Poucos agentes penitenciários

A estrutura é guarnecida por sete agentes penitenciários, uma média de um para cada 16 presos. A condição contraria exigência do Conselho Nacional de Política Criminal e Penitenciária, que estabelece o mínimo de sete detentos por agente. O promotor Vieira classifica a situação como caótica e enaltece a importância da interdição antes que ocorra algo de pior, como um incêndio de grandes proporções ou fuga em massa. “Não podemos correr esse risco.”

Chefe de segurança, Eberson Bonet atenua a preocupação: “por mais que está sendo difícil, há respeito aqui dentro. Estamos conseguindo levar com segurança”. De acordo com ele, seriam necessários pelo menos mais cinco agentes penitenciários. Em função da superlotação, cita, médicos vão ao presídio para atendimentos.

Há postos internos para consultas e pequenos procedimentos. Mas, em casos mais urgentes de saúde, os detentos precisam ser encaminhados à UPA. Para o deslocamento, são destinados dois agentes. “Muitas vezes isso pode comprometer a segurança, pois tiramos o pessoal daqui de dentro.” Para não deixar o presídio desguarnecido, a direção pede apoio da Brigada Militar ou, muitas vezes, costuma acionar uma ambulância do Samu para atendimento médico no local.

Falta espaço, inclusive, para os agentes penitenciários. Responsáveis por determinadas áreas do presídio dividem a mesma sala e quando há necessidade de atender algum delegado ou advogado, por exemplo, é preciso deixar o ambiente.

Juiz considera interdição inoportuna

O juiz Luís Antônio de Abreu Johnson se diz surpreso com a manifestação do MP e considera inoportuna a interdição do presídio de Lajeado. De acordo com ele, qualquer intervenção do gênero no momento mais tumultuaria do que resolveria a situação, visto estar em construção um albergue no local.

Criaria ainda transtornos em outras penitenciárias. “A superlotação não é algo exclusivo de Lajeado. A situação posta não está nem perto da que tivemos em outra época.” Johnson antecipa que antigo regramento inviabiliza proibir prisões das comarcas de Teutônia e Estrela. “Se porventura interditar, a regra valerá para todas as comarcas.” O magistrado não vê necessidade de urgência na decisão e pretende emitir a sentença sobre o caso dentro de cinco dias.

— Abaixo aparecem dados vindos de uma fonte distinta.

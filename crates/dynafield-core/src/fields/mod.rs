//! Typed field descriptors
//!
//! A descriptor is plain data: a label, a required flag, an optional default
//! and kind-specific constraints, tagged in JSON by `__typename`. Calling
//! [`FieldDefinition::compile`] turns it into a [`CompiledField`], the runtime
//! spec the model builder consumes.
//!
//! Copyright (c) 2025 Dynafield Team
//! Licensed under the Apache-2.0 license

mod compiled;
mod numeric;
mod structured;
mod temporal;
mod text;

pub use compiled::{CompiledField, EnumSpec, EnumValue, ValueKind};
pub use numeric::{BoolField, FloatConstraints, FloatField, IntConstraints, IntField};
pub use structured::{JsonField, ListField, ObjectField};
pub use temporal::{parse_date, parse_datetime, DateField, DateTimeField};
pub(crate) use temporal::format_datetime;
pub(crate) use text::capitalize;
pub use text::{is_valid_email, EmailField, EnumField, StrConstraints, StrField, UuidField};

use crate::error::{Error, Result};
use crate::utils::uuid_7;
use serde::{Deserialize, Serialize};
use std::fmt;

fn new_field_id() -> String {
    uuid_7().to_string()
}

/// Attributes shared by every descriptor kind
#[derive(Debug, Clone, PartialEq, Serialize, Deserialize)]
pub struct FieldCommon {
    #[serde(default = "new_field_id")]
    pub id: String,
    pub label: String,
    #[serde(default, skip_serializing_if = "Option::is_none")]
    pub description: Option<String>,
    #[serde(default)]
    pub required: bool,
}

impl FieldCommon {
    pub fn new(label: impl Into<String>) -> Self {
        Self {
            id: new_field_id(),
            label: label.into(),
            description: None,
            required: false,
        }
    }

    pub fn required(label: impl Into<String>) -> Self {
        Self {
            required: true,
            ..Self::new(label)
        }
    }

    pub fn with_description(mut self, description: impl Into<String>) -> Self {
        self.description = Some(description.into());
        self
    }

    /// A required field can never fall back to a default
    pub(crate) fn check_default(&self, has_default: bool) -> Result<()> {
        if self.required && has_default {
            return Err(Error::field_definition(
                &self.label,
                format!("Required field '{}' cannot specify a default value.", self.label),
            ));
        }
        Ok(())
    }
}

impl Default for FieldCommon {
    fn default() -> Self {
        Self::new("")
    }
}

/// Discriminant of a descriptor, independent of its attributes
#[derive(Debug, Clone, Copy, PartialEq, Eq, Hash)]
pub enum FieldKind {
    Str,
    Int,
    Float,
    Bool,
    Date,
    DateTime,
    Email,
    Enum,
    Uuid,
    Json,
    List,
    Object,
}

impl FieldKind {
    pub const ALL: [FieldKind; 12] = [
        FieldKind::Str,
        FieldKind::Int,
        FieldKind::Float,
        FieldKind::Bool,
        FieldKind::Date,
        FieldKind::DateTime,
        FieldKind::Email,
        FieldKind::Enum,
        FieldKind::Uuid,
        FieldKind::Json,
        FieldKind::List,
        FieldKind::Object,
    ];

    /// Canonical `__typename` tag
    pub fn typename(self) -> &'static str {
        match self {
            FieldKind::Str => "StrField",
            FieldKind::Int => "IntField",
            FieldKind::Float => "FloatField",
            FieldKind::Bool => "BoolField",
            FieldKind::Date => "DateField",
            FieldKind::DateTime => "DateTimeField",
            FieldKind::Email => "EmailField",
            FieldKind::Enum => "EnumField",
            FieldKind::Uuid => "UuidField",
            FieldKind::Json => "JsonField",
            FieldKind::List => "ListField",
            FieldKind::Object => "ObjectField",
        }
    }

    /// Resolve a tag, accepting the legacy enum-value spellings
    pub fn from_typename(tag: &str) -> Option<Self> {
        match tag {
            "StringField" => Some(FieldKind::Str),
            "BooleanField" => Some(FieldKind::Bool),
            other => Self::ALL.into_iter().find(|kind| kind.typename() == other),
        }
    }

    /// Kinds whose record key is the lower-cased label
    pub fn lowercases_key(self) -> bool {
        matches!(
            self,
            FieldKind::Bool
                | FieldKind::Date
                | FieldKind::DateTime
                | FieldKind::Email
                | FieldKind::Enum
                | FieldKind::Uuid
        )
    }

    /// Attribute names this kind accepts on top of the common ones (camelCase)
    pub fn attributes(self) -> &'static [&'static str] {
        match self {
            FieldKind::Str => &["defaultStr", "constraintsStr"],
            FieldKind::Int => &["defaultInt", "constraintsInt"],
            FieldKind::Float => &["defaultFloat", "constraintsFloat"],
            FieldKind::Bool => &["defaultBool"],
            FieldKind::Date => &["defaultDate"],
            FieldKind::DateTime => &["defaultDatetime"],
            FieldKind::Email => &["defaultEmail"],
            FieldKind::Enum => &["allowedValues", "defaultStr"],
            FieldKind::Uuid => &["defaultUuid"],
            FieldKind::Json => &["defaultDict"],
            FieldKind::List => &["defaultList"],
            FieldKind::Object => &["fields"],
        }
    }
}

impl fmt::Display for FieldKind {
    fn fmt(&self, f: &mut fmt::Formatter<'_>) -> fmt::Result {
        f.write_str(self.typename())
    }
}

/// A field descriptor of any kind
#[derive(Debug, Clone, PartialEq, Serialize, Deserialize)]
#[serde(tag = "__typename")]
pub enum FieldDefinition {
    #[serde(rename = "StrField", alias = "StringField")]
    Str(StrField),
    #[serde(rename = "IntField")]
    Int(IntField),
    #[serde(rename = "FloatField")]
    Float(FloatField),
    #[serde(rename = "BoolField", alias = "BooleanField")]
    Bool(BoolField),
    #[serde(rename = "DateField")]
    Date(DateField),
    #[serde(rename = "DateTimeField")]
    DateTime(DateTimeField),
    #[serde(rename = "EmailField")]
    Email(EmailField),
    #[serde(rename = "EnumField")]
    Enum(EnumField),
    #[serde(rename = "UuidField")]
    Uuid(UuidField),
    #[serde(rename = "JsonField")]
    Json(JsonField),
    #[serde(rename = "ListField")]
    List(ListField),
    #[serde(rename = "ObjectField")]
    Object(ObjectField),
}

impl FieldDefinition {
    pub fn common(&self) -> &FieldCommon {
        match self {
            FieldDefinition::Str(f) => &f.common,
            FieldDefinition::Int(f) => &f.common,
            FieldDefinition::Float(f) => &f.common,
            FieldDefinition::Bool(f) => &f.common,
            FieldDefinition::Date(f) => &f.common,
            FieldDefinition::DateTime(f) => &f.common,
            FieldDefinition::Email(f) => &f.common,
            FieldDefinition::Enum(f) => &f.common,
            FieldDefinition::Uuid(f) => &f.common,
            FieldDefinition::Json(f) => &f.common,
            FieldDefinition::List(f) => &f.common,
            FieldDefinition::Object(f) => &f.common,
        }
    }

    pub fn common_mut(&mut self) -> &mut FieldCommon {
        match self {
            FieldDefinition::Str(f) => &mut f.common,
            FieldDefinition::Int(f) => &mut f.common,
            FieldDefinition::Float(f) => &mut f.common,
            FieldDefinition::Bool(f) => &mut f.common,
            FieldDefinition::Date(f) => &mut f.common,
            FieldDefinition::DateTime(f) => &mut f.common,
            FieldDefinition::Email(f) => &mut f.common,
            FieldDefinition::Enum(f) => &mut f.common,
            FieldDefinition::Uuid(f) => &mut f.common,
            FieldDefinition::Json(f) => &mut f.common,
            FieldDefinition::List(f) => &mut f.common,
            FieldDefinition::Object(f) => &mut f.common,
        }
    }

    pub fn label(&self) -> &str {
        &self.common().label
    }

    pub fn kind(&self) -> FieldKind {
        match self {
            FieldDefinition::Str(_) => FieldKind::Str,
            FieldDefinition::Int(_) => FieldKind::Int,
            FieldDefinition::Float(_) => FieldKind::Float,
            FieldDefinition::Bool(_) => FieldKind::Bool,
            FieldDefinition::Date(_) => FieldKind::Date,
            FieldDefinition::DateTime(_) => FieldKind::DateTime,
            FieldDefinition::Email(_) => FieldKind::Email,
            FieldDefinition::Enum(_) => FieldKind::Enum,
            FieldDefinition::Uuid(_) => FieldKind::Uuid,
            FieldDefinition::Json(_) => FieldKind::Json,
            FieldDefinition::List(_) => FieldKind::List,
            FieldDefinition::Object(_) => FieldKind::Object,
        }
    }

    /// Record key this descriptor validates
    pub fn key(&self) -> String {
        if self.kind().lowercases_key() {
            self.label().to_lowercase()
        } else {
            self.label().to_string()
        }
    }

    /// Build the runtime field spec
    pub fn compile(&self) -> Result<CompiledField> {
        let compiled = match self {
            FieldDefinition::Str(f) => f.compile(),
            FieldDefinition::Int(f) => f.compile(),
            FieldDefinition::Float(f) => f.compile(),
            FieldDefinition::Bool(f) => f.compile(),
            FieldDefinition::Date(f) => f.compile(),
            FieldDefinition::DateTime(f) => f.compile(),
            FieldDefinition::Email(f) => f.compile(),
            FieldDefinition::Enum(f) => f.compile(),
            FieldDefinition::Uuid(f) => f.compile(),
            FieldDefinition::Json(f) => f.compile(),
            FieldDefinition::List(f) => f.compile(),
            FieldDefinition::Object(f) => f.compile(),
        }?;
        tracing::trace!(key = %compiled.key, kind = %self.kind(), "compiled field descriptor");
        Ok(compiled)
    }
}

macro_rules! impl_from_field {
    ($($variant:ident($ty:ty)),* $(,)?) => {
        $(
            impl From<$ty> for FieldDefinition {
                fn from(field: $ty) -> Self {
                    FieldDefinition::$variant(field)
                }
            }
        )*
    };
}

impl_from_field!(
    Str(StrField),
    Int(IntField),
    Float(FloatField),
    Bool(BoolField),
    Date(DateField),
    DateTime(DateTimeField),
    Email(EmailField),
    Enum(EnumField),
    Uuid(UuidField),
    Json(JsonField),
    List(ListField),
    Object(ObjectField),
);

Caso Johnson indefira ou julgue parcialmente deferida a proposta do MP, os promotores devem ingressar com recurso no Tribunal de Justiça. A Promotoria não acredita em outra opção capaz de amenizar o problema da superlotação, se não a interdição parcial da casa prisional.

Constatações do MP

• Não há PPCI, apenas o mínimo de equipamentos necessários de segurança.

• Falta espaço apropriado para a realização de trabalho, visitas e das refeições, que são feitas no interior das celas. São 309 presos para 122 vagas no regime fechado.

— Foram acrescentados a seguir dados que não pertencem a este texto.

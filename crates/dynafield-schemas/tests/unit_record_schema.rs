//! Unit tests for record schema document validation across modes

use pretty_assertions::assert_eq;
use serde_json::json;
use dynafield_schemas::{create_record_schema_validator, SchemaValidator, ValidationConfig, ValidationContext, ValidationMode};

#[cfg(test)]
mod structure {
    use super::*;
    use pretty_assertions::assert_eq;

    #[test]
    fn test_legacy_typenames_are_accepted() {
        let validator = create_record_schema_validator();
        let schema = json!({"fieldDefinitions": [
            {"__typename": "StringField", "label": "title"},
            {"__typename": "BooleanField", "label": "Done"}
        ]});
        assert!(validator.validate(&schema).is_ok());
    }

    #[test]
    fn test_nested_paths() {
        let validator = create_record_schema_validator();
        let schema = json!({"fieldDefinitions": [
            {"__typename": "ObjectField", "label": "address", "fields": [
                {"__typename": "StrField", "label": "city"},
                {"__typename": "StrField"}
            ]}
        ]});
        let errors = validator.validate_basic(&schema).unwrap_err();
        assert_eq!(errors.len(), 1);
        assert!(errors.at("$.fieldDefinitions[0].fields[1].label").is_some());
    }

    #[test]
    fn test_definitions_under_two_keys() {
        let validator = create_record_schema_validator();
        let schema = json!({
            "fieldDefinitions": [{"__typename": "StrField", "label": "a"}],
            "field_definitions": [{"__typename": "StrField", "label": "b"}]
        });
        let errors = validator.validate_basic(&schema).unwrap_err();
        assert!(errors.at("$").unwrap().message.contains("several keys"));
    }

    #[test]
    fn test_error_display_has_path() {
        let validator = create_record_schema_validator();
        let errors = validator
            .validate_basic(&json!({"fieldDefinitions": [{"__typename": "Mystery", "label": "x"}]}))
            .unwrap_err();
        let rendered = errors.to_string();
        assert!(rendered.contains("Validation error at '$.fieldDefinitions[0].__typename'"), "{rendered}");
        assert!(rendered.contains("known_typename"), "{rendered}");
    }
}

#[cfg(test)]
mod consistency {
    use super::*;
    use pretty_assertions::assert_eq;

    #[test]
    fn test_defaults_checked_per_kind() {
        let validator = create_record_schema_validator();
        let schema = json!({"fieldDefinitions": [
            {"__typename": "DateField", "label": "Birthday", "defaultDate": "2024-13-40"},
            {"__typename": "DateTimeField", "label": "Seen", "defaultDatetime": "yesterday"},
            {"__typename": "UuidField", "label": "Ref", "defaultUuid": "1234"},
            {"__typename": "BoolField", "label": "Flag", "defaultBool": "yes"},
            {"__typename": "JsonField", "label": "meta", "defaultDict": [1]},
            {"__typename": "ListField", "label": "tags", "defaultList": {"a": 1}},
            {"__typename": "StrField", "label": "code", "defaultStr": "toolong", "constraintsStr": {"maxLength": 3}}
        ]});
        let errors = validator.validate_partial(&schema).unwrap_err();
        assert_eq!(errors.len(), 7);
        for (index, attribute) in [
            "defaultDate",
            "defaultDatetime",
            "defaultUuid",
            "defaultBool",
            "defaultDict",
            "defaultList",
            "defaultStr",
        ]
        .iter()
        .enumerate()
        {
            let path = format!("$.fieldDefinitions[{index}].{attribute}");
            assert!(errors.at(&path).is_some(), "missing {path}");
        }
    }

    #[test]
    fn test_null_defaults_are_ignored() {
        let validator = create_record_schema_validator();
        let schema = json!({"fieldDefinitions": [
            {"__typename": "IntField", "label": "n", "required": true, "defaultInt": null}
        ]});
        assert!(validator.validate(&schema).is_ok());
    }

    #[test]
    fn test_enum_requires_values() {
        let validator = create_record_schema_validator();
        let schema = json!({"fieldDefinitions": [
            {"__typename": "EnumField", "label": "Status"},
            {"__typename": "EnumField", "label": "Kind", "allowedValues": []}
        ]});
        let errors = validator.validate_partial(&schema).unwrap_err();
        assert!(errors.at("$.fieldDefinitions[0].allowedValues").is_some());
        assert!(errors.at("$.fieldDefinitions[1].allowedValues").is_some());
    }
}

#[cfg(test)]
mod modes {
    use super::*;
    use pretty_assertions::assert_eq;

    #[test]
    fn test_strict_compiles_tenant_documents() {
        let validator = create_record_schema_validator();
        let document = json!({
            "tenantId": "t-1",
            "userId": "u-1",
            "name": "Orders",
            "description": "Customer orders",
            "fieldSchema": [
                {"__typename": "FloatField", "label": "total", "constraintsFloat": {"geFloat": 0.0}},
                {"__typename": "EmailField", "label": "Contact", "defaultEmail": "orders@example.com"}
            ]
        });
        assert!(validator.validate(&document).is_ok());
    }

    #[test]
    fn test_context_mode_controls_rules() {
        let validator = create_record_schema_validator();
        let schema = json!({"unexpected": true, "fieldDefinitions": [{"__typename": "StrField", "label": "a"}]});

        let basic = ValidationContext::new(ValidationMode::Basic);
        assert!(validator.validate_with_context(&schema, &basic).is_ok());
        let strict = ValidationContext::new(ValidationMode::Strict);
        assert!(validator.validate_with_context(&schema, &strict).is_err());
    }

    #[test]
    fn test_collect_errors() {
        let validator = create_record_schema_validator();
        let errors = validator.collect_errors(&json!({"fieldDefinitions": [{"label": "a"}]}));
        assert_eq!(errors.len(), 1);
        assert!(validator
            .collect_errors(&json!({"fieldDefinitions": [{"__typename": "StrField", "label": "a"}]}))
            .is_empty());
    }

    #[test]
    fn test_config_defaults() {
        let config = ValidationConfig::default();
        assert_eq!(config.mode, ValidationMode::Strict);
        assert!(!config.fail_fast);
        assert_eq!(config.max_errors, 0);
    }
}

• Não há atendimento médico regular, que é feito por meio de trabalho voluntário de profissional, quinzenalmente, quando atende entre dez e 20 presos por dia.

• Número de agentes penitenciários aquém do exigido pelo Conselho Nacional de Política Criminal e Penitenciária, que estabelece o mínimo de cinco presos por agente. Enquanto no presídio são 16 presos por agente.

• Faltam colchões e cobertores.

• Há excesso de materiais nas celas, o que fragiliza a segurança e vigilância.

• A parte elétrica é precária, com a constante ocorrência de curtos-circuitos, entre outros problemas.